Intravenous injection of TVH into cynomolgus monkeys induces innate immune cell driven cytokine release and activation. TVH administration scheme was defined in Table 1. Briefly, 3 homologous intravenous injections of either TBS, 1 × 10⁹ Inf.U TVH or 6.75 × 10⁹ Inf.U TVH were performed on days 1, 22 and 43. Blood was taken prior to each immunization, 4 h and 24 h after each immunization for cytokine and chemokine analysis. For analysis of innate immune cell subset activation, PBMCs were taken on day 0 and day 2 after the first immunization. (a) Quantification of IL-6, IL-18, IFN-γ, CCL2 and CCL4 in sera at 0 (predose), 4 and 24 h after each immunization by Luminex is indicated as arbitrary units (AU). (b) Frequency of NK cells; (c) Mean Fluorescence Intensity (MFI) of CD69 on NK cells; (d) Percentage of Ki67⁺ NK cells; (e) MFI of CD80 on pDCs; (f) on cDC2-DCs, (g) CD14⁺ monocytes, (h) CD16⁺ monocytes, and (i) CD14⁺ CD16⁺ monocytes are shown for the times only after prime immunization. Data in figures b-i shown for individual animals and as Mean (depicted by columns) ± SEM. Two-way ANOVA was performe to evaluate statistically significant differences. ns, non-significant; *p < 0.05; **p < 0.01; ***p < 0.005; ****p < 0.001.

Figure 5

Induction of HER2- and MVA-specific IgG upon systemic immunization of cynomolgus monkeys using TVH. TVH administration scheme was defined in Table 1. Briefly, 3 homologous intravenous injections of either TBS, 1 × 10⁹ Inf.U TVH or 6.75 × 10⁹ Inf.U TVH were performed on days 1, 22 and 43. Blood was collected prior to the first immunization (predose: Day -12 and on days 22, 43, 46 and 71; day 71 only in Recovery Group; n = 4).
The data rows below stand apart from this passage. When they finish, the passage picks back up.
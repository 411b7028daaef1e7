//! Integration tests module
//!
//! End-to-end tests running a coordination store, masters, nodes and a
//! client inside one process:
//! - Index deployment, replication and removal
//! - Distributed queries and result merging
//! - Node loss, session expiry and master failover

pub mod cluster_test;
pub mod failure_test;
pub mod fixtures;
pub mod query_test;
//! HTTP surface of a node
//!
//! Serves the query protocol of [`super::rpc`] plus a health endpoint and
//! the Prometheus exposition.

use std::net::SocketAddr;
use std::sync::Arc;

use axum::{
    extract::State,
    http::{header, StatusCode},
    response::{IntoResponse, Response},
    routing::{get, post},
    Json, Router,
};
use serde::{Deserialize, Serialize};
use tower_http::trace::TraceLayer;
use tracing::{debug, info};

use super::rpc::{CountRequest, CountResponse, DetailsRequest, RpcError, SearchRequest};
use super::Node;
use crate::error::{Error, Result};
use crate::metrics;
use crate::models::{DetailFields, Hits, NodeStatus};

/// Health endpoint response
#[derive(Debug, Clone, Serialize, Deserialize)]
pub struct NodeHealth {
    pub node: String,
    pub status: NodeStatus,
    pub version: String,
    pub shards: Vec<ShardSummary>,
}

#[derive(Debug, Clone, Serialize, Deserialize)]
pub struct ShardSummary {
    pub name: String,
    pub doc_count: u64,
}

/// Create the node router
pub fn create_router(node: Arc<Node>) -> Router {
    Router::new()
        .route("/v1/health", get(health))
        .route("/v1/count", post(count))
        .route("/v1/search", post(search))
        .route("/v1/details", post(details))
        .route("/metrics", get(prometheus_metrics))
        .with_state(node)
}

struct ApiError(Error);

impl From<Error> for ApiError {
    fn from(err: Error) -> Self {
        Self(err)
    }
}

impl IntoResponse for ApiError {
    fn into_response(self) -> Response {
        let status = match &self.0 {
            Error::ShardUnavailable { .. } => StatusCode::CONFLICT,
            Error::StaleHit { .. } => StatusCode::GONE,
            _ => StatusCode::INTERNAL_SERVER_ERROR,
        };
        debug!(status = %status, error = %self.0, "Request failed");
        (status, Json(RpcError::from_error(&self.0))).into_response()
    }
}

async fn health(State(node): State<Arc<Node>>) -> Json<NodeHealth> {
    let shards = node
        .open_shards()
        .await
        .into_iter()
        .map(|s| ShardSummary {
            name: s.name.to_string(),
            doc_count: s.doc_count,
        })
        .collect();
    Json(NodeHealth {
        node: node.id().to_string(),
        status: node.status(),
        version: env!("CARGO_PKG_VERSION").to_string(),
        shards,
    })
}

async fn count(
    State(node): State<Arc<Node>>,
    Json(request): Json<CountRequest>,
) -> std::result::Result<Json<CountResponse>, ApiError> {
    let count = node.count(&request.query, &request.shards).await?;
    Ok(Json(CountResponse { count }))
}

async fn search(
    State(node): State<Arc<Node>>,
    Json(request): Json<SearchRequest>,
) -> std::result::Result<Json<Hits>, ApiError> {
    let hits = node
        .search(&request.query, &request.shards, request.limit)
        .await?;
    Ok(Json(hits))
}

async fn details(
    State(node): State<Arc<Node>>,
    Json(request): Json<DetailsRequest>,
) -> std::result::Result<Json<DetailFields>, ApiError> {
    Ok(Json(node.details(&request.shard, request.doc_id).await?))
}

async fn prometheus_metrics() -> impl IntoResponse {
    match metrics::encode_metrics() {
        Ok(body) => (
            StatusCode::OK,
            [(header::CONTENT_TYPE, "text/plain; version=0.0.4")],
            body,
        )
            .into_response(),
        Err(e) => (StatusCode::INTERNAL_SERVER_ERROR, e.to_string()).into_response(),
    }
}

/// The query surface of a running node
pub struct NodeServer {
    node: Arc<Node>,
}

impl NodeServer {
    pub fn new(node: Arc<Node>) -> Self {
        Self { node }
    }

    pub fn build_router(&self) -> Router {
        create_router(Arc::clone(&self.node)).layer(TraceLayer::new_for_http())
    }

    /// Serve on an already bound listener until `shutdown_signal` resolves
    pub async fn serve(
        &self,
        listener: tokio::net::TcpListener,
        shutdown_signal: impl std::future::Future<Output = ()> + Send + 'static,
    ) -> Result<()> {
        let addr: SocketAddr = listener.local_addr()?;
        info!(node = %self.node.id(), address = %addr, "Node query service listening");

        axum::serve(listener, self.build_router())
            .with_graceful_shutdown(shutdown_signal)
            .await?;

        info!(node = %self.node.id(), "Node query service stopped");
        Ok(())
    }
}
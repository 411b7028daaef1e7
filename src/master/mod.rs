//! Cluster master
//!
//! Exactly one master is active at a time: the one holding the ephemeral
//! leader marker. The active master keeps the persisted assignments in line
//! with the registered indexes and the live nodes:
//!
//! 1. new indexes get their shards enumerated from the shared storage
//! 2. assignments of dead nodes and removed indexes are deleted
//! 3. shards below their replication level are placed on the least-loaded
//!    live nodes (see [`placement`])
//! 4. an index is flipped to `deployed` once every shard has a serving marker
//!
//! Every pass starts from the persisted tree, never from memory, so a
//! standby that takes over simply resumes where the old leader stopped.

pub mod placement;

use chrono::Utc;
use std::collections::{BTreeMap, BTreeSet};
use std::sync::atomic::{AtomicBool, Ordering};
use std::sync::{Arc, Mutex};
use std::time::Duration;
use tokio::sync::{broadcast, watch};
use tokio::task::JoinHandle;
use tracing::{debug, error, info, warn};
use uuid::Uuid;

use crate::config::Config;
use crate::error::{Error, Result};
use crate::index::ShardStorage;
use crate::metrics;
use crate::models::{IndexRecord, MasterRecord, NodeId, ShardAssignment, ShardName, ShardRecord};
use crate::store::layout::{join, parent_of};
use crate::store::{
    watch_data, ClusterLayout, ClusterStore, CreateMode, DataChange, SessionEvent, StoreExt,
    TreeEvent, TreeEventKind,
};
use crate::utils::retry::{with_retry_if, RetryConfig};

use placement::AssignmentMap;

fn is_connection_lost(err: &Error) -> bool {
    err.is_connection_lost()
}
Sera were analyzed using (a) MVA-specific IgG ELISA and (b) HER2-specific IgG ELISA. In this graph, IgG titers for individual animals are shown as well as GMTs (Geometric Mean Titers) depicted by horizonal bars +/-SEM. Two-way ANOVA was performed on figures a-b. ns, non-significant; *p < 0.05; **p < 0.01; ***p < 0.005; ****p < 0.001.